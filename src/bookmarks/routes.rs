use axum::{Router, routing::get};

use super::handler;
use crate::handler::AppState;

pub fn routes() -> Router<AppState> {
    Router::new()
        .route(
            "/",
            get(handler::list_bookmarks).post(handler::create_bookmark),
        )
        .route(
            "/:id",
            get(handler::get_bookmark)
                .put(handler::update_bookmark)
                .delete(handler::delete_bookmark),
        )
}
use std::sync::Arc;

use axum::Json;
use tracing::info;

use crate::SERVICE_NAME;
use crate::api::{HealthResponse, PingResponse};
use crate::store::BookmarkStore;

#[derive(Clone)]
pub struct AppState {
    pub store: Arc<dyn BookmarkStore>,
}

impl AppState {
    pub fn new(store: Arc<dyn BookmarkStore>) -> Self {
        Self { store }
    }
}

pub async fn healthcheck() -> Json<HealthResponse> {
    info!("got healthcheck request");
    Json(HealthResponse {
        status: "ok",
        service: SERVICE_NAME,
    })
}

pub async fn ping() -> Json<PingResponse> {
    Json(PingResponse { message: "pong" })
}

***

» WHAT IS REQUIRED:
Go through the material and set every line down again exactly.

» THE ANSWER:
filename src/bookmarks/routes.rs
use axum::{Router, routing::get};

use super::handler;
use crate::handler::AppState;

pub fn routes() -> Router<AppState> {
    Router::new()
        .route(
            "/",
            get(handler::list_bookmarks).post(handler::create_bookmark),
        )
        .route(
            "/:id",
            get(handler::get_bookmark)
                .put(handler::update_bookmark)
                .delete(handler::delete_bookmark),
        )
}
use std::sync::Arc;

use axum::Json;
use tracing::info;

use crate::SERVICE_NAME;
use crate::api::{HealthResponse, PingResponse};
use crate::store::BookmarkStore;

#[derive(Clone)]
pub struct AppState {
    pub store: Arc<dyn BookmarkStore>,
}

impl AppState {
    pub fn new(store: Arc<dyn BookmarkStore>) -> Self {
        Self { store }
    }
}

pub async fn healthcheck() -> Json<HealthResponse> {
    info!("got healthcheck request");
    Json(HealthResponse {
        status: "ok",
        service: SERVICE_NAME,
    })
}

pub async fn ping() -> Json<PingResponse> {
    Json(PingResponse { message: "pong" })
}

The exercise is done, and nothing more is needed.